As Americans digest news of Detroit’s bankruptcy, the largest municipal filing in the country’s history, some wonder whether the U.S. economic system is to blame. Our new 2013 Economic Values Survey, just released yesterday, shows that while most Americans believe American capitalism is functioning, few give it high marks. A majority (54 percent) of Americans believe American capitalism is working very (9 percent) or somewhat well (45 percent), while more than 4-in-10 (42 percent) say it is not working well.
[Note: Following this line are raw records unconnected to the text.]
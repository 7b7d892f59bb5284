use std::str::FromStr;

use chrono::{DateTime, Utc};
use serde::{Deserialize, Serialize};
use uuid::Uuid;
use validator::Validate;

#[derive(Debug, Deserialize, Serialize, Clone, Copy, sqlx::Type, PartialEq, Eq, Default)]
#[sqlx(type_name = "post_category", rename_all = "lowercase")]
#[serde(rename_all = "lowercase")]
pub enum Category {
    #[default]
    Technology,
    Life,
    Travel,
    Food,
    Other,
}

impl FromStr for Category {
    type Err = String;

    fn from_str(s: &str) -> Result<Self, Self::Err> {
        match s {
            "technology" => Ok(Self::Technology),
            "life" => Ok(Self::Life),
            "travel" => Ok(Self::Travel),
            "food" => Ok(Self::Food),
            "other" => Ok(Self::Other),
            _ => Err(format!("Unknown category: {s}")),
        }
    }
}

/// A referenced user, reduced to what a post or comment needs to render it.
#[derive(Debug, Deserialize, Serialize, Clone, PartialEq)]
pub struct AuthorSummary {
    #[serde(rename = "_id")]
    pub id: Uuid,
    pub username: String,
    pub avatar: String,
    #[serde(skip_serializing_if = "Option::is_none")]
    pub bio: Option<String>,
}

/// Row shape of a post joined with its author.
#[derive(Debug, sqlx::FromRow, Clone)]
pub struct PostRecord {
    pub id: Uuid,
    pub title: String,
    pub content: String,
    pub excerpt: Option<String>,
    pub cover_image: Option<String>,
    pub author_id: Uuid,
    pub author_username: String,
    pub author_avatar: String,
    pub author_bio: String,
    pub tags: Vec<String>,
    pub category: Category,
    pub published: bool,
    pub views: i32,
    pub likes: Vec<Uuid>,
    pub created_at: DateTime<Utc>,
    pub updated_at: DateTime<Utc>,
}

#[derive(Debug, sqlx::FromRow, Clone)]
pub struct CommentRecord {
    pub id: Uuid,
    pub post_id: Uuid,
    pub user_id: Uuid,
    pub user_username: String,
    pub user_avatar: String,
    pub content: String,
    pub created_at: DateTime<Utc>,
}

#[derive(Debug, Deserialize, Serialize, Clone)]
pub struct Comment {
    #[serde(rename = "_id")]
    pub id: Uuid,
    pub user: AuthorSummary,
    pub content: String,
    #[serde(rename = "createdAt")]
    pub created_at: DateTime<Utc>,
}

impl From<CommentRecord> for Comment {
    fn from(record: CommentRecord) -> Self {
        Self {
            id: record.id,
            user: AuthorSummary {
                id: record.user_id,
                username: record.user_username,
                avatar: record.user_avatar,
                bio: None,
            },
            content: record.content,
            created_at: record.created_at,
        }
    }
}

#[derive(Debug, Deserialize, Serialize, Clone)]
#[serde(rename_all = "camelCase")]
pub struct Post {
    #[serde(rename = "_id")]
    pub id: Uuid,
    pub title: String,
    pub content: String,
    pub excerpt: Option<String>,
    pub cover_image: Option<String>,
    pub author: AuthorSummary,
    pub tags: Vec<String>,
    pub category: Category,
    pub published: bool,
    pub views: i32,
    pub likes: Vec<Uuid>,
    pub comments: Vec<Comment>,
    pub created_at: DateTime<Utc>,
    pub updated_at: DateTime<Utc>,
}

impl Post {
    /// Builds the API view of a post. The author's bio is only carried on
    /// the detail view.
    pub fn from_record(record: PostRecord, comments: Vec<Comment>, with_bio: bool) -> Self {
        Self {
            id: record.id,
            title: record.title,
            content: record.content,
            excerpt: record.excerpt,
            cover_image: record.cover_image,
            author: AuthorSummary {
                id: record.author_id,
                username: record.author_username,
                avatar: record.author_avatar,
                bio: with_bio.then_some(record.author_bio),
            },
            tags: record.tags,
            category: record.category,
            published: record.published,
            views: record.views,
            likes: record.likes,
            comments,
            created_at: record.created_at,
            updated_at: record.updated_at,
        }
    }
}

#[derive(Debug, Clone)]
pub struct NewPost {
    pub title: String,
    pub content: String,
    pub excerpt: Option<String>,
    pub cover_image: Option<String>,
    pub tags: Vec<String>,
    pub category: Category,
}

/// Partial update of a post; `None` keeps the stored value.
#[derive(Debug, Default, Clone)]
pub struct PostChanges {
    pub title: Option<String>,
    pub content: Option<String>,
    pub excerpt: Option<String>,
    pub cover_image: Option<String>,
    pub tags: Option<Vec<String>>,
    pub category: Option<Category>,
    pub published: Option<bool>,
}

#[derive(Debug, Default, Clone)]
pub struct PostFilter {
    pub search: Option<String>,
    pub category: Option<Category>,
    pub author: Option<Uuid>,
}

#[derive(Validate, Debug, Default, Clone, Serialize, Deserialize)]
#[serde(rename_all = "camelCase")]
pub struct CreatePostDto {
    #[validate(length(
        min = 1,
        max = 100,
        message = "Title must be between 1 and 100 characters"
    ))]
    pub title: String,
    #[validate(length(min = 1, message = "Content is required"))]
    pub content: String,
    #[validate(length(max = 300, message = "Excerpt cannot exceed 300 characters"))]
    pub excerpt: Option<String>,
    pub cover_image: Option<String>,
    #[serde(default)]
    pub tags: Vec<String>,
    pub category: Option<Category>,
}

impl From<CreatePostDto> for NewPost {
    fn from(dto: CreatePostDto) -> Self {
        Self {
            title: dto.title,
            content: dto.content,
            excerpt: dto.excerpt.filter(|e| !e.is_empty()),
            cover_image: dto.cover_image.filter(|c| !c.is_empty()),
            tags: normalize_tags(dto.tags),
            category: dto.category.unwrap_or_default(),
        }
    }
}

#[derive(Validate, Debug, Default, Clone, Serialize, Deserialize)]
#[serde(rename_all = "camelCase")]
pub struct UpdatePostDto {
    #[validate(length(max = 100, message = "Title cannot exceed 100 characters"))]
    pub title: Option<String>,
    pub content: Option<String>,
    #[validate(length(max = 300, message = "Excerpt cannot exceed 300 characters"))]
    pub excerpt: Option<String>,
    pub cover_image: Option<String>,
    pub tags: Option<Vec<String>>,
    pub category: Option<Category>,
    pub published: Option<bool>,
}

impl From<UpdatePostDto> for PostChanges {
    fn from(dto: UpdatePostDto) -> Self {
        let non_empty = |value: Option<String>| value.filter(|v| !v.is_empty());
        Self {
            title: non_empty(dto.title),
            content: non_empty(dto.content),
            excerpt: non_empty(dto.excerpt),
            cover_image: non_empty(dto.cover_image),
            tags: dto.tags.map(normalize_tags),
            category: dto.category,
            published: dto.published,
        }
    }
}

fn normalize_tags(tags: Vec<String>) -> Vec<String> {
    tags.into_iter()
        .map(|tag| tag.trim().to_string())
        .filter(|tag| !tag.is_empty())
        .collect()
}

#[derive(Validate, Debug, Default, Clone, Serialize, Deserialize)]
pub struct CommentDto {
    #[validate(length(
        min = 1,
        max = 500,
        message = "Comment must be between 1 and 500 characters"
    ))]
    pub content: String,
}

#[derive(Debug, Serialize, Deserialize, PartialEq)]
pub struct LikeResponseDto {
    pub likes: usize,
    #[serde(rename = "isLiked")]
    pub is_liked: bool,
}

#[derive(Debug, Serialize, Deserialize)]
#[serde(rename_all = "camelCase")]
pub struct PostListDto {
    pub posts: Vec<Post>,
    pub current_page: i64,
    pub total_pages: i64,
    pub total: i64,
}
Americans are nearly evenly divided on whether capitalism and the free market system are consistent with (41 percent) or at odds with (44 percent) Christian values. Not surprisingly, there is a significant association between views about capitalism’s compatibility with Christian values and whether capitalism is working. Among those who believe American capitalism is mostly working, 53 percent believe the system is consistent with Christian values. By contrast, among those who believe American capitalism is mostly broken, just 27 percent believe it is consistent with Christian values.
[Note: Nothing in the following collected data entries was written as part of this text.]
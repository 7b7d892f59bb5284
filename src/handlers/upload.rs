use std::sync::Arc;

use axum::{
    extract::{DefaultBodyLimit, Multipart},
    http::{header, HeaderMap},
    middleware,
    response::IntoResponse,
    routing::post,
    Extension, Json, Router,
};

use crate::{
    middleware::auth,
    models::response::{MultiUploadResponseDto, UploadResponseDto, UploadedFileDto},
    services::upload::{public_url, UploadService, MAX_FILES},
    AppState, Error, Result,
};

pub fn upload_handler(max_file_size: usize) -> Router {
    // Room for every file of a multi upload plus multipart framing.
    let body_limit = max_file_size * MAX_FILES + 64 * 1024;

    Router::new()
        .route("/", post(upload_single))
        .route("/multiple", post(upload_multiple))
        .route_layer(middleware::from_fn(auth))
        .layer(DefaultBodyLimit::max(body_limit))
}

/// `<scheme>://<host>` of the incoming request.
fn request_base_url(headers: &HeaderMap) -> String {
    let scheme = headers
        .get("x-forwarded-proto")
        .and_then(|v| v.to_str().ok())
        .unwrap_or("http");
    let host = headers
        .get(header::HOST)
        .and_then(|v| v.to_str().ok())
        .unwrap_or("localhost");

    format!("{scheme}://{host}")
}

/// Stores every file sent under `field_name`, at most `max_files` of them.
/// Nothing stays on disk when any of the files is rejected.
async fn store_files(
    service: &UploadService,
    multipart: &mut Multipart,
    field_name: &str,
    max_files: usize,
) -> Result<Vec<String>> {
    let mut stored = Vec::new();

    match collect_files(service, multipart, field_name, max_files, &mut stored).await {
        Ok(()) => Ok(stored),
        Err(err) => {
            service.discard(&stored).await;
            Err(err)
        }
    }
}

async fn collect_files(
    service: &UploadService,
    multipart: &mut Multipart,
    field_name: &str,
    max_files: usize,
    stored: &mut Vec<String>,
) -> Result<()> {
    while let Some(field) = multipart.next_field().await? {
        if field.name() != Some(field_name) {
            return Err(Error::BadRequest(format!(
                "Unexpected field, expected '{field_name}'"
            )));
        }
        if stored.len() == max_files {
            return Err(Error::BadRequest(format!(
                "Too many files, at most {max_files} allowed"
            )));
        }

        let content_type = field.content_type().map(str::to_string);
        let file_name = field.file_name().map(str::to_string);
        let bytes = field.bytes().await?;

        let filename = service
            .store(content_type.as_deref(), file_name.as_deref(), &bytes)
            .await?;
        stored.push(filename);
    }

    Ok(())
}

async fn upload_single(
    Extension(app_state): Extension<Arc<AppState>>,
    headers: HeaderMap,
    mut multipart: Multipart,
) -> Result<impl IntoResponse> {
    let mut stored = store_files(&app_state.upload_service, &mut multipart, "image", 1).await?;
    let filename = stored
        .pop()
        .ok_or_else(|| Error::BadRequest("No file uploaded".to_string()))?;

    Ok(Json(UploadResponseDto {
        message: "File uploaded successfully".to_string(),
        url: public_url(&request_base_url(&headers), &filename),
        filename,
    }))
}

async fn upload_multiple(
    Extension(app_state): Extension<Arc<AppState>>,
    headers: HeaderMap,
    mut multipart: Multipart,
) -> Result<impl IntoResponse> {
    let stored =
        store_files(&app_state.upload_service, &mut multipart, "images", MAX_FILES).await?;
    if stored.is_empty() {
        return Err(Error::BadRequest("No files uploaded".to_string()));
    }

    let base_url = request_base_url(&headers);
    let files = stored
        .into_iter()
        .map(|filename| UploadedFileDto {
            url: public_url(&base_url, &filename),
            filename,
        })
        .collect();

    Ok(Json(MultiUploadResponseDto {
        message: "Files uploaded successfully".to_string(),
        files,
    }))
}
Christians are split on this question, but the division that is most stark is not between evangelicals and mainline Protestants nor Catholics and Protestants, but upper versus lower class Christians. There’s a striking divide on the question between Christians by income level, with those making more money more inclined to see capitalism as in line with their religion’s values than those who make less. Among all Christians, 43 percent say capitalism is consistent with Christian values, while 45 percent say the system is at odds with Christian values. Among low-income Christians (those with annual household incomes of $30,000 or less), 35 percent say capitalism is consistent with Christian values, compared to 59 percent of high-income Christians (those with annual household incomes of $100,000 or more) who say the same. Low-income Christians, in turn, are significantly more likely to say capitalism is at odds with Christian values (50 percent) than high-income Christians (29 percent).
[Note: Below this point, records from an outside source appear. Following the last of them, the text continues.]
use axum::{
    extract::{multipart::MultipartError, rejection::JsonRejection},
    http::StatusCode,
    response::{IntoResponse, Response},
    Json,
};
use serde_json::json;
use tracing::error;
use validator::ValidationErrors;

pub type Result<T> = core::result::Result<T, Error>;

#[derive(Debug)]
pub enum Error {
    NotFound(String),
    Unauthorized(String),
    InvalidCredentials,
    InvalidToken,
    TokenExpired,
    Forbidden(String),
    BadRequest(String),
    Validation(Vec<String>),
    Duplicate(String),
    Config(String),
    InternalServerError,
    DatabaseError(sqlx::Error),
    InvalidHashFormat(argon2::password_hash::Error),
    Io(std::io::Error),
}

impl Error {
    pub fn status(&self) -> StatusCode {
        match self {
            Self::NotFound(_) => StatusCode::NOT_FOUND,
            Self::Unauthorized(_)
            | Self::InvalidCredentials
            | Self::InvalidToken
            | Self::TokenExpired => StatusCode::UNAUTHORIZED,
            Self::Forbidden(_) => StatusCode::FORBIDDEN,
            Self::BadRequest(_) | Self::Validation(_) | Self::Duplicate(_) => {
                StatusCode::BAD_REQUEST
            }
            Self::Config(_)
            | Self::InternalServerError
            | Self::DatabaseError(_)
            | Self::InvalidHashFormat(_)
            | Self::Io(_) => StatusCode::INTERNAL_SERVER_ERROR,
        }
    }

    pub fn message(&self) -> String {
        match self {
            Self::NotFound(msg)
            | Self::Unauthorized(msg)
            | Self::Forbidden(msg)
            | Self::BadRequest(msg)
            | Self::Config(msg) => msg.clone(),
            Self::InvalidCredentials => "Invalid credentials".to_string(),
            Self::InvalidToken => "Invalid token".to_string(),
            Self::TokenExpired => "Token expired".to_string(),
            Self::Validation(_) => "Validation Error".to_string(),
            Self::Duplicate(field) => format!("{field} already exists"),
            Self::InternalServerError => "Internal server error".to_string(),
            Self::DatabaseError(_) => "Database error".to_string(),
            Self::InvalidHashFormat(_) => "Invalid hash format".to_string(),
            Self::Io(_) => "Server Error".to_string(),
        }
    }
}

impl IntoResponse for Error {
    fn into_response(self) -> Response {
        let status = self.status();
        let body = match &self {
            Self::Validation(errors) => json!({
                "status": "error",
                "message": self.message(),
                "errors": errors,
            }),
            _ => json!({ "status": "error", "message": self.message() }),
        };

        (status, Json(body)).into_response()
    }
}

impl From<sqlx::Error> for Error {
    fn from(err: sqlx::Error) -> Self {
        if let sqlx::Error::Database(db_err) = &err {
            if db_err.is_unique_violation() {
                let field = db_err
                    .constraint()
                    .map(field_from_constraint)
                    .unwrap_or("value");
                return Self::Duplicate(field.to_string());
            }
        }

        error!("Database error: {:?}", err);
        Self::DatabaseError(err)
    }
}

// Unique constraints are named `<table>_<column>_key`.
fn field_from_constraint(constraint: &str) -> &str {
    let trimmed = constraint.strip_suffix("_key").unwrap_or(constraint);
    match trimmed.split_once('_') {
        Some((_, column)) => column,
        None => trimmed,
    }
}

impl From<argon2::password_hash::Error> for Error {
    fn from(err: argon2::password_hash::Error) -> Self {
        error!("Invalid hash format");
        Self::InvalidHashFormat(err)
    }
}

impl From<ValidationErrors> for Error {
    fn from(errors: ValidationErrors) -> Self {
        let mut messages: Vec<String> = errors
            .field_errors()
            .into_iter()
            .flat_map(|(field, errs)| {
                errs.iter()
                    .map(|e| {
                        e.message
                            .as_ref()
                            .map(|m| m.to_string())
                            .unwrap_or_else(|| format!("{field} is invalid"))
                    })
                    .collect::<Vec<_>>()
            })
            .collect();
        messages.sort();

        Self::Validation(messages)
    }
}

impl From<std::io::Error> for Error {
    fn from(err: std::io::Error) -> Self {
        error!("I/O error: {:?}", err);
        Self::Io(err)
    }
}

impl From<MultipartError> for Error {
    fn from(err: MultipartError) -> Self {
        Self::BadRequest(err.body_text())
    }
}

// A well-formed body with missing or mistyped fields is a validation
// failure; anything else about the body is a plain bad request.
impl From<JsonRejection> for Error {
    fn from(rejection: JsonRejection) -> Self {
        match rejection {
            JsonRejection::JsonDataError(err) => Self::Validation(vec![err.body_text()]),
            other => Self::BadRequest(other.body_text()),
        }
    }
}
Questions remain about who is ultimately responsible for the Detroit bankruptcy, but a few culprits are hard to ignore, such as losing more than a million residents since 2000, having a 19 percent unemployment rate and political mismanagement. But the degree to which Americans attribute Detroit’s ongoing problems and the problems facing many Americans to flaws inherent in the capitalist system or individual shortcomings depends a whole lot on their own economic situation.